Federal auditors are examining Medicaid charges for dental braces for Texas children after a television station found the state spent as much on orthodontic services last year as all 49 other U.S. states combined.
Texas spent $184 million on orthodontic treatment for children under Medicaid last year _ nine times more than California spent during the same time period, according to state records obtained by WFAA-TV during a six-month investigation.
The state says the federal-state program for the elderly, poor and disabled is not supposed to pay for children to get braces for cosmetic reasons, though some dentists and orthodontists told WFAA that does happen. The state attributes at least some of the difference between what Texas and other states are spending to a 2007 court ruling that found Texas children needed improved access to health care under Medicaid.
The Texas Health and Human Services Commission said it began investigating after WFAA started asking questions about Medicaid charges. The commission then received a letter last month from the U.S. Department of Health and Human Service's Office of Inspector General stating that it was conducting an audit of the state agency's pre-authorization process for orthodontic treatment.
The purpose was to review the state's controls and make sure that "only medically necessary orthodontics cases are paid," according to a copy of the letter provided to The Associated Press on Friday. The federal government's audit will cover payments from Sept. 1, 2008, through May 28, 2011.
During that time, taxpayers spent a total of $424 million for orthodontic treatments for children covered by Medicaid, according to state records that show $100 million spent in 2008, $140 million in 2009, and $184 million in 2010.
ACS/Texas Medicaid & Healthcare Partnership, a private contractor in Austin, authorizes orthodontic treatments that are paid for by Medicaid in Texas.
It's the job of the contractor's dental director, dentist Jerry Felkner, to approve braces for children younger than 12 under.
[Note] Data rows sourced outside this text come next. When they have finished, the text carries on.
/// Label ratios of the issues each sprint closed inside its own window.
pub fn sprint_investment_profiles(
    sprints: &[ScheduledSprint<'_>],
    issues: &[Issue],
    settings: &MetricsSettings,
) -> Vec<SprintInvestmentProfile> {
    sprints
        .iter()
        .map(|sprint| {
            let closed = sprint_issues(sprint, issues)
                .into_iter()
                .filter(|issue| closed_in(sprint, issue));
            SprintInvestmentProfile {
                sprint_name: sprint.name.to_string(),
                investment_profile: label_counts(closed)
                    .top_n_ratios(settings.top_label_count, settings.ratio_precision),
                start_date: sprint.start,
                end_date: sprint.end,
            }
        })
        .collect()
}

fn unique_authors<'i, I>(issues: I) -> BTreeSet<&'i str>
where
    I: IntoIterator<Item = &'i Issue>,
{
    issues
        .into_iter()
        .filter_map(|issue| issue.author.as_deref())
        .collect()
}

/// Distinct issue authors across the whole project.
pub fn team_size(issues: &[Issue]) -> usize {
    unique_authors(issues).len()
}

/// Distinct authors of the issues created inside each sprint window.
pub fn sprint_activity(sprints: &[ScheduledSprint<'_>], issues: &[Issue]) -> Vec<SprintActivity> {
    sprints
        .iter()
        .map(|sprint| SprintActivity {
            sprint_name: sprint.name.to_string(),
            active_people: unique_authors(issues.iter().filter(|i| created_in(sprint, i))).len(),
            start_date: sprint.start,
            end_date: sprint.end,
        })
        .collect()
}

/// Pull-request authors ranked by weighted change volume.
pub fn most_active(pull_requests: &[PullRequest], limit: usize) -> Vec<ActiveContributor> {
    let mut activity: IndexMap<&str, (f64, &str)> = IndexMap::new();
    for pr in pull_requests {
        let Some(author) = pr.primary_author() else {
            continue;
        };
        let image = author.profile_image_url.as_deref().unwrap_or("");
        activity
            .entry(author.username.as_str())
            .or_insert((0.0, image))
            .0 += pr.size();
    }

    let mut ranked: Vec<(&str, (f64, &str))> = activity.into_iter().collect();
    ranked.sort_by(|a, b| b.1 .0.total_cmp(&a.1 .0));
    ranked
        .into_iter()
        .take(limit)
        .map(|(name, (active, image))| ActiveContributor {
            name: name.to_string(),
            active: active.round() as i64,
            profile_image_url: image.to_string(),
        })
        .collect()
}

/// Label ratios per iteration; issues without one fall under `Backlog`.
pub fn iteration_label_ratios(issues: &[Issue], precision: u32) -> Vec<IterationLabelRatios> {
    let mut groups: IndexMap<&str, Vec<&Issue>> = IndexMap::new();
    for issue in issues {
        let iteration = issue.iteration.as_deref().unwrap_or(BACKLOG);
        groups.entry(iteration).or_default().push(issue);
    }

    groups
        .into_iter()
        .map(|(iteration, group)| IterationLabelRatios {
            iteration: iteration.to_string(),
            label_ratios: label_counts(group).ratios(precision),
        })
        .collect()
}

/// The project's two most used labels.
pub fn top_labels(issues: &[Issue]) -> Vec<ProfileItem> {
    label_counts(issues).top_n(PROJECT_TOP_LABELS)
}
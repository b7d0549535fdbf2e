use std::fmt;

use chrono::NaiveDate;
use thiserror::Error;

#[derive(Debug, Error)]
pub enum Error {
    #[error("Database error: {0}")]
    Database(String),

    #[error("Migration error: {0}")]
    Migration(String),

    #[error("Invalid date range: start {start} is after end {end}")]
    InvalidDateRange { start: NaiveDate, end: NaiveDate },

    #[error("Invalid date: {0}")]
    DateParse(String),

    #[error("Invalid period format: {0}")]
    PeriodParse(String),

    #[error("Invalid repository reference: {0}")]
    InvalidRepository(String),

    #[error("Configuration error: {0}")]
    Config(String),

    #[error("Snapshot error: {0}")]
    Snapshot(String),

    #[error("Entity not found: {0}")]
    NotFound(String),

    #[error("JSON error: {0}")]
    Json(#[from] serde_json::Error),

    #[error("I/O error: {0}")]
    Io(#[from] std::io::Error),
}

impl From<rusqlite::Error> for Error {
    fn from(e: rusqlite::Error) -> Self {
        Error::Database(e.to_string())
    }
}

impl From<rusqlite_migration::Error> for Error {
    fn from(e: rusqlite_migration::Error) -> Self {
        Error::Migration(e.to_string())
    }
}

impl<E: fmt::Display> From<tokio_rusqlite::Error<E>> for Error {
    fn from(e: tokio_rusqlite::Error<E>) -> Self {
        Error::Database(e.to_string())
    }
}

pub type Result<T> = std::result::Result<T, Error>;
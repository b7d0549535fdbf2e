use std::ops::RangeInclusive;

use serde::Serialize;

use crate::error::{Error, Result};

pub const DEFAULT_WINDOW_DAYS: &str = "default_window_days";
pub const TOP_LABEL_COUNT: &str = "top_label_count";
pub const MOST_ACTIVE_COUNT: &str = "most_active_count";
pub const RATIO_PRECISION: &str = "ratio_precision";

/// Every key `config set` accepts.
pub const KNOWN_KEYS: [&str; 4] = [
    DEFAULT_WINDOW_DAYS,
    TOP_LABEL_COUNT,
    MOST_ACTIVE_COUNT,
    RATIO_PRECISION,
];

/// Tunables read from `app_config`, loaded once per invocation.
#[derive(Debug, Clone, Copy, PartialEq, Eq, Serialize)]
pub struct MetricsSettings {
    /// Days looked back when a request has no start date.
    pub default_window_days: u32,
    /// N in "top N labels plus Others".
    pub top_label_count: usize,
    pub most_active_count: usize,
    /// Decimal places for ratios and percentages.
    pub ratio_precision: u32,
}

impl Default for MetricsSettings {
    fn default() -> Self {
        Self {
            default_window_days: 10,
            top_label_count: 3,
            most_active_count: 2,
            ratio_precision: 2,
        }
    }
}

impl MetricsSettings {
    /// Build settings from stored key/value pairs. Keys this crate does not
    /// own are ignored; known keys with bad values are errors.
    pub fn from_pairs<'a, I>(pairs: I) -> Result<Self>
    where
        I: IntoIterator<Item = (&'a str, &'a str)>,
    {
        let mut settings = Self::default();
        for (key, value) in pairs {
            match key {
                DEFAULT_WINDOW_DAYS => settings.default_window_days = parse_bounded(key, value)?,
                TOP_LABEL_COUNT => settings.top_label_count = parse_bounded(key, value)? as usize,
                MOST_ACTIVE_COUNT => {
                    settings.most_active_count = parse_bounded(key, value)? as usize
                }
                RATIO_PRECISION => settings.ratio_precision = parse_bounded(key, value)?,
                _ => {}
            }
        }
        Ok(settings)
    }
}

/// Accepted values per key.
pub fn bounds(key: &str) -> Option<RangeInclusive<u32>> {
    match key {
        DEFAULT_WINDOW_DAYS => Some(1..=3650),
        TOP_LABEL_COUNT | MOST_ACTIVE_COUNT => Some(0..=100),
        RATIO_PRECISION => Some(0..=6),
        _ => None,
    }
}

/// Reject unknown keys and out-of-range values before anything is stored.
pub fn validate(key: &str, value: &str) -> Result<()> {
    if !KNOWN_KEYS.contains(&key) {
        return Err(Error::Config(format!(
            "unknown key '{key}' (expected one of: {})",
            KNOWN_KEYS.join(", ")
        )));
    }
    parse_bounded(key, value).map(|_| ())
}

fn parse_bounded(key: &str, value: &str) -> Result<u32> {
    let n: u32 = parse_value(key, value)?;
    match bounds(key) {
        Some(range) if !range.contains(&n) => Err(Error::Config(format!(
            "{key} must be between {} and {}, got {n}",
            range.start(),
            range.end()
        ))),
        _ => Ok(n),
    }
}

fn parse_value<T: std::str::FromStr>(key: &str, value: &str) -> Result<T> {
    value
        .trim()
        .parse()
        .map_err(|_| Error::Config(format!("{key} must be a non-negative integer, got '{value}'")))
}
use chrono::{DateTime, Utc};
use indexmap::IndexMap;
use serde::Serialize;

use crate::date_util::DateRange;
use crate::metrics::lifecycle::PhaseTotals;

/// One named data series in a chart payload.
#[derive(Debug, Clone, PartialEq, Serialize)]
pub struct Dataset {
    pub label: String,
    pub data: Vec<f64>,
}

/// Chart payload: `{labels, datasets: [{label, data}]}`.
#[derive(Debug, Clone, PartialEq, Serialize)]
pub struct ChartData {
    pub labels: Vec<String>,
    pub datasets: Vec<Dataset>,
}

/// One DORA metric over every repository, plus the `"average"` entry.
#[derive(Debug, Clone, Default, PartialEq, Serialize)]
#[serde(rename_all = "camelCase")]
pub struct MetricReport {
    /// Keyed by repository id, with `"average"` last.
    pub data: IndexMap<String, ChartData>,
    /// Scalar mean of each entry in `data`.
    pub average: IndexMap<String, f64>,
    /// Days in the requested range; set for deploy frequency.
    #[serde(skip_serializing_if = "Option::is_none")]
    pub total_days: Option<usize>,
}

#[derive(Debug, Clone, PartialEq, Serialize)]
#[serde(rename_all = "camelCase")]
pub struct DoraMetrics {
    pub range: DateRange,
    pub cycle_time_data: MetricReport,
    pub deploy_frequency_data: MetricReport,
    pub mttr_data: MetricReport,
    pub cfr_data: MetricReport,
}

/// A `{label, value}` count bucket (investment profile, label summary).
#[derive(Debug, Clone, PartialEq, Eq, Serialize)]
pub struct ProfileItem {
    pub label: String,
    pub value: u64,
}

/// A `{label, ratio}` percentage bucket.
#[derive(Debug, Clone, PartialEq, Serialize)]
pub struct LabelRatio {
    pub label: String,
    pub ratio: f64,
}

#[derive(Debug, Clone, PartialEq, Serialize)]
pub struct InvestmentProfile {
    pub items: Vec<ProfileItem>,
}

// ── Dashboard ──────────────────────────────────────────────────────

#[derive(Debug, Clone, PartialEq, Serialize)]
#[serde(untagged)]
pub enum CardValue {
    Count(u64),
    Text(String),
}

/// A formatted stat card: `{icon, value, label}`.
#[derive(Debug, Clone, PartialEq, Serialize)]
pub struct StatCard {
    pub icon: String,
    pub value: CardValue,
    pub label: String,
}

/// A formatted duration with its phase name.
#[derive(Debug, Clone, PartialEq, Serialize)]
pub struct DurationItem {
    pub value: String,
    pub label: String,
}

#[derive(Debug, Clone, PartialEq, Serialize)]
pub struct CycleTimeBreakdown {
    pub items: Vec<DurationItem>,
}

#[derive(Debug, Clone, PartialEq, Serialize)]
#[serde(rename_all = "camelCase")]
pub struct ExtendedStats {
    pub cycle_time: CycleTimeBreakdown,
    pub investment_profile: InvestmentProfile,
}

/// One pull request in the cycle-time listing.
#[derive(Debug, Clone, PartialEq, Serialize)]
#[serde(rename_all = "camelCase")]
pub struct PullRequestRow {
    pub pull_request: String,
    pub author: String,
    pub repositories: String,
    pub cycle_time: String,
    pub coding_time: String,
    pub pick_up: String,
    pub review: String,
    pub deploy: String,
    pub commits: Option<u64>,
    pub pr_size: f64,
}

#[derive(Debug, Clone, PartialEq, Serialize)]
#[serde(rename_all = "camelCase")]
pub struct DashboardSummary {
    pub range: DateRange,
    pub total_commits: u64,
    pub total_contributors: usize,
    pub time_stats: PhaseTotals,
    pub stats: Vec<StatCard>,
    pub extended_stats: ExtendedStats,
    pub pull_requests: Vec<PullRequestRow>,
}

// ── Delivery ───────────────────────────────────────────────────────

/// Per-sprint added/completed/carryover counts.
#[derive(Debug, Clone, PartialEq, Serialize)]
#[serde(rename_all = "camelCase")]
pub struct SprintDelivery {
    pub sprint_name: String,
    pub added: usize,
    pub complete: usize,
    pub carryover: usize,
    /// `complete / (complete + carryover) * 100`.
    pub completion_rate: f64,
    pub start_date: DateTime<Utc>,
    pub end_date: DateTime<Utc>,
}

#[derive(Debug, Clone, PartialEq, Serialize)]
#[serde(rename_all = "camelCase")]
pub struct SprintAccuracy {
    pub sprint_name: String,
    pub planning_accuracy: f64,
    pub start_date: DateTime<Utc>,
    pub end_date: DateTime<Utc>,
}

#[derive(Debug, Clone, PartialEq, Serialize)]
pub struct PlanningAccuracy {
    pub overall: f64,
    pub sprints: Vec<SprintAccuracy>,
}

#[derive(Debug, Clone, PartialEq, Serialize)]
#[serde(rename_all = "camelCase")]
pub struct SprintInvestmentProfile {
    pub sprint_name: String,
    pub investment_profile: Vec<LabelRatio>,
    pub start_date: DateTime<Utc>,
    pub end_date: DateTime<Utc>,
}

#[derive(Debug, Clone, PartialEq, Serialize)]
#[serde(rename_all = "camelCase")]
pub struct SprintActivity {
    pub sprint_name: String,
    pub active_people: usize,
    pub start_date: DateTime<Utc>,
    pub end_date: DateTime<Utc>,
}

#[derive(Debug, Clone, PartialEq, Serialize)]
#[serde(rename_all = "camelCase")]
pub struct ActiveContributor {
    pub name: String,
    /// Rounded `additions + deletions * 0.5` over the author's pull requests.
    pub active: i64,
    pub profile_image_url: String,
}

#[derive(Debug, Clone, PartialEq, Serialize)]
#[serde(rename_all = "camelCase")]
pub struct SprintWindow {
    pub start_date: DateTime<Utc>,
    pub end_date: DateTime<Utc>,
}

#[derive(Debug, Clone, PartialEq, Serialize)]
#[serde(rename_all = "camelCase")]
pub struct ProjectSummary {
    pub active_people: usize,
    pub investment_profile: Vec<ProfileItem>,
    pub planning_accuracy: f64,
}

#[derive(Debug, Clone, PartialEq, Serialize)]
#[serde(rename_all = "camelCase")]
pub struct ProjectDelivery {
    pub project_id: String,
    pub project_name: String,
    pub team_size: usize,
    pub top_labels: Vec<ProfileItem>,
    pub most_active: Vec<ActiveContributor>,
    pub sprint_activity: Vec<SprintActivity>,
    pub project_date: Vec<SprintWindow>,
    pub overall_investment_profile: InvestmentProfile,
    pub sprint_investment_profiles: Vec<SprintInvestmentProfile>,
    pub project_delivery_metrics: Vec<SprintDelivery>,
    pub planning_accuracy: Option<PlanningAccuracy>,
    pub summary_data: ProjectSummary,
}

#[derive(Debug, Clone, PartialEq, Serialize)]
#[serde(rename_all = "camelCase")]
pub struct IterationLabelRatios {
    pub iteration: String,
    pub label_ratios: Vec<LabelRatio>,
}

#[derive(Debug, Clone, PartialEq, Serialize)]
#[serde(rename_all = "camelCase")]
pub struct PortfolioSummary {
    pub total_projects: usize,
    pub total_people: usize,
    pub label_summary: Vec<ProfileItem>,
}

#[derive(Debug, Clone, PartialEq, Serialize)]
#[serde(rename_all = "camelCase")]
pub struct DeliveryOverview {
    pub iteration_label_ratios: Vec<IterationLabelRatios>,
    pub project_delivery_data: Vec<ProjectDelivery>,
    pub summary_data: PortfolioSummary,
}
Felkner could not be reached for comment Friday.
Felkner's supervisor, Billy Millwee of the Texas Health and Human Services Commission, said his office noticed a jump in Medicaid orthodontic claims after the 2007 ruling in a lawsuit against the state. Millwee also stated that Medicaid is not paying for Texas children to get braces for cosmetic reasons.
Stephanie Goodman, a Texas Health and Human Services spokeswoman, told the AP that children under 12 can get braces that are paid for by Medicaid only in severe cases, or when they've lost all their baby teeth. Yet last year, of the 79,895 people who got dental braces under Medicaid in the state _ 24 percent of them _ or 18,898, were children under 12, according to Goodman.
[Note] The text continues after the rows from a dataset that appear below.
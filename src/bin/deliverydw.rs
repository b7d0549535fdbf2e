use clap::{Args, Parser, Subcommand};

use deliverydw::metrics::lifecycle::format_duration;
use deliverydw::metrics::{CardValue, MetricReport};
use deliverydw::{DateRange, DeliveryDW, Period};

#[derive(Parser)]
#[command(name = "deliverydw", about = "GitHub delivery metrics warehouse CLI")]
struct Cli {
    /// Database path (default: ~/.deliverydw/deliverydw.db)
    #[arg(long)]
    db: Option<String>,

    /// Increase logging verbosity
    #[arg(short, long, action = clap::ArgAction::Count)]
    verbose: u8,

    #[command(subcommand)]
    command: Commands,
}

/// Reporting window shared by the range-based commands.
#[derive(Args)]
struct RangeArgs {
    /// Start date (YYYY-MM-DD)
    #[arg(long, conflicts_with = "period")]
    start: Option<String>,
    /// End date (YYYY-MM-DD, default: today)
    #[arg(long, conflicts_with = "period")]
    end: Option<String>,
    /// Period: 30d, 2025, 2025-Q1, 2025-03, 2025-W05
    #[arg(long)]
    period: Option<String>,
}

#[derive(Subcommand)]
enum Commands {
    /// Import a JSON snapshot of GitHub records
    Import {
        /// Snapshot file path
        path: String,
        /// Output as JSON
        #[arg(long)]
        json: bool,
    },
    /// DORA metrics for a user's repositories
    Dora {
        /// Owner of the tracked repositories
        #[arg(long)]
        user: String,
        #[command(flatten)]
        range: RangeArgs,
        /// Restrict to one repository (owner/name or GitHub URL)
        #[arg(long)]
        repo: Option<String>,
        /// Output as JSON
        #[arg(long)]
        json: bool,
    },
    /// Dashboard summary: stat cards, cycle time breakdown, pull requests
    Dashboard {
        #[arg(long)]
        user: String,
        #[command(flatten)]
        range: RangeArgs,
        /// Output as JSON
        #[arg(long)]
        json: bool,
    },
    /// Sprint delivery analysis per repository
    Delivery {
        #[arg(long)]
        user: String,
        /// Output as JSON
        #[arg(long)]
        json: bool,
    },
    /// Format a duration in milliseconds
    Duration { ms: i64 },
    /// Manage configuration
    Config {
        #[command(subcommand)]
        action: ConfigAction,
    },
    /// Show warehouse status
    Status {
        /// Output as JSON
        #[arg(long)]
        json: bool,
    },
}

#[derive(Subcommand)]
enum ConfigAction {
    /// Get a config value
    Get { key: String },
    /// Set a config value
    Set { key: String, value: String },
    /// List all config values
    List,
}

#[tokio::main]
async fn main() -> anyhow::Result<()> {
    let cli = Cli::parse();

    let level = match cli.verbose {
        0 => "warn",
        1 => "info",
        2 => "debug",
        _ => "trace",
    };
    env_logger::Builder::from_env(env_logger::Env::default().default_filter_or(level)).init();

    let dw = match &cli.db {
        Some(path) => DeliveryDW::open_at(path).await?,
        None => DeliveryDW::open().await?,
    };

    match cli.command {
        Commands::Import { path, json } => {
            let imported = dw.import_snapshot(&path).await?;
            if json {
                println!("{}", serde_json::to_string_pretty(&imported)?);
            } else {
                for item in &imported {
                    println!(
                        "{} ({}): {} pull requests, {} issues, {} sprints, {} daily stats",
                        item.name,
                        item.project_id,
                        item.pull_requests,
                        item.issues,
                        item.sprints,
                        item.daily_stats
                    );
                }
                println!("Imported {} repositories.", imported.len());
            }
        }
        Commands::Dora {
            user,
            range,
            repo,
            json,
        } => {
            let range = resolve(&dw, &range).await?;
            let repo = repo.as_deref().map(deliverydw::parse_repo_ref).transpose()?;
            let m = dw.dora_metrics(&user, &range, repo.as_ref()).await?;
            if json {
                println!("{}", serde_json::to_string_pretty(&m)?);
            } else {
                println!("DORA Metrics: {user} ({} .. {})", range.start, range.end);
                print_report("Cycle time (hours)", &m.cycle_time_data);
                print_report("Deploy frequency (per day)", &m.deploy_frequency_data);
                print_report("Recovery time (minutes)", &m.mttr_data);
                print_report("Change failure rate (%)", &m.cfr_data);
            }
        }
        Commands::Dashboard { user, range, json } => {
            let range = resolve(&dw, &range).await?;
            let s = dw.dashboard(&user, &range).await?;
            if json {
                println!("{}", serde_json::to_string_pretty(&s)?);
            } else {
                println!("Dashboard: {user} ({} .. {})", range.start, range.end);
                for card in &s.stats {
                    let value = match &card.value {
                        CardValue::Count(n) => n.to_string(),
                        CardValue::Text(t) => t.clone(),
                    };
                    println!("  {:<20} {value}", card.label);
                }
                println!("  Cycle time breakdown:");
                for item in &s.extended_stats.cycle_time.items {
                    println!("    {:<10} {}", item.label, item.value);
                }
                println!("  Investment profile:");
                for item in &s.extended_stats.investment_profile.items {
                    println!("    {:<20} {}", item.label, item.value);
                }
                println!("  Pull requests: {}", s.pull_requests.len());
                for row in &s.pull_requests {
                    println!(
                        "    [{}] {} by {} (cycle {})",
                        row.repositories, row.pull_request, row.author, row.cycle_time
                    );
                }
            }
        }
        Commands::Delivery { user, json } => {
            let overview = dw.delivery(&user).await?;
            if json {
                println!("{}", serde_json::to_string_pretty(&overview)?);
            } else {
                let summary = &overview.summary_data;
                println!(
                    "Delivery: {user} ({} repositories, {} people)",
                    summary.total_projects, summary.total_people
                );
                for project in &overview.project_delivery_data {
                    println!("  {} (team of {})", project.project_name, project.team_size);
                    println!(
                        "    Planning accuracy: {:.2}%",
                        project.summary_data.planning_accuracy
                    );
                    for sprint in &project.project_delivery_metrics {
                        println!(
                            "    {:<16} added {:>3}  complete {:>3}  carryover {:>3}  ({:.2}%)",
                            sprint.sprint_name,
                            sprint.added,
                            sprint.complete,
                            sprint.carryover,
                            sprint.completion_rate
                        );
                    }
                }
            }
        }
        Commands::Config { action } => {
            handle_config(&dw, action).await?;
        }
        Commands::Status { json } => {
            let counts = dw.status().await?;
            if json {
                println!("{}", serde_json::to_string_pretty(&counts)?);
            } else {
                println!("Warehouse Status");
                println!("  Projects:      {}", counts.projects);
                println!("  Pull requests: {}", counts.pull_requests);
                println!("  Issues:        {}", counts.issues);
                println!("  Sprints:       {}", counts.sprints);
                println!("  Daily stats:   {}", counts.daily_stats);
            }
        }
        Commands::Duration { ms } => {
            println!("{}", format_duration(ms));
        }
    }

    Ok(())
}

async fn resolve(dw: &DeliveryDW, args: &RangeArgs) -> anyhow::Result<DateRange> {
    let settings = dw.settings().await?;
    let today = chrono::Local::now().date_naive();
    let start = args.start.as_deref().map(deliverydw::date_util::parse_day).transpose()?;
    let end = args.end.as_deref().map(deliverydw::date_util::parse_day).transpose()?;
    let period = args
        .period
        .as_deref()
        .map(|p| Period::parse(p, today))
        .transpose()?;
    Ok(deliverydw::resolve_range(
        start,
        end,
        period.as_ref(),
        today,
        settings.default_window_days,
    )?)
}

fn print_report(title: &str, report: &MetricReport) {
    println!("  {title}:");
    for (key, value) in &report.average {
        let name = report
            .data
            .get(key)
            .and_then(|chart| chart.datasets.first())
            .map(|ds| ds.label.as_str())
            .unwrap_or(key.as_str());
        println!("    {name:<40} {value:.2}");
    }
}

async fn handle_config(dw: &DeliveryDW, action: ConfigAction) -> anyhow::Result<()> {
    match action {
        ConfigAction::Get { key } => match dw.config_get(&key).await? {
            Some(v) => println!("{key} = {v}"),
            None => println!("{key} is not set"),
        },
        ConfigAction::Set { key, value } => {
            dw.config_set(&key, &value).await?;
            println!("Config updated.");
        }
        ConfigAction::List => {
            let items = dw.config_list().await?;
            if items.is_empty() {
                println!("No configuration set.");
            } else {
                for (k, v) in items {
                    println!("{k} = {v}");
                }
            }
        }
    }
    Ok(())
}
"That number raises alarms for us," Goodman said. "It should not be that high. We're looking at that closely."
Goodman said the agency was taking a number of steps to address the situation, including asking the state's inspector general to review the agency's orthodontic Medicaid program; asking the contractor what they're going to do to shore up the process given that there are some areas where the agency's rules were violated; tightening the pre-authorization process; and taking a closer look at the requests for service.
But Goodman also pointed to the 2007 ruling, stating that since then, Texas "has done a much better job than other states" in improving access to Medicaid. Though, in this case, she said, "We've turned the faucets up too high."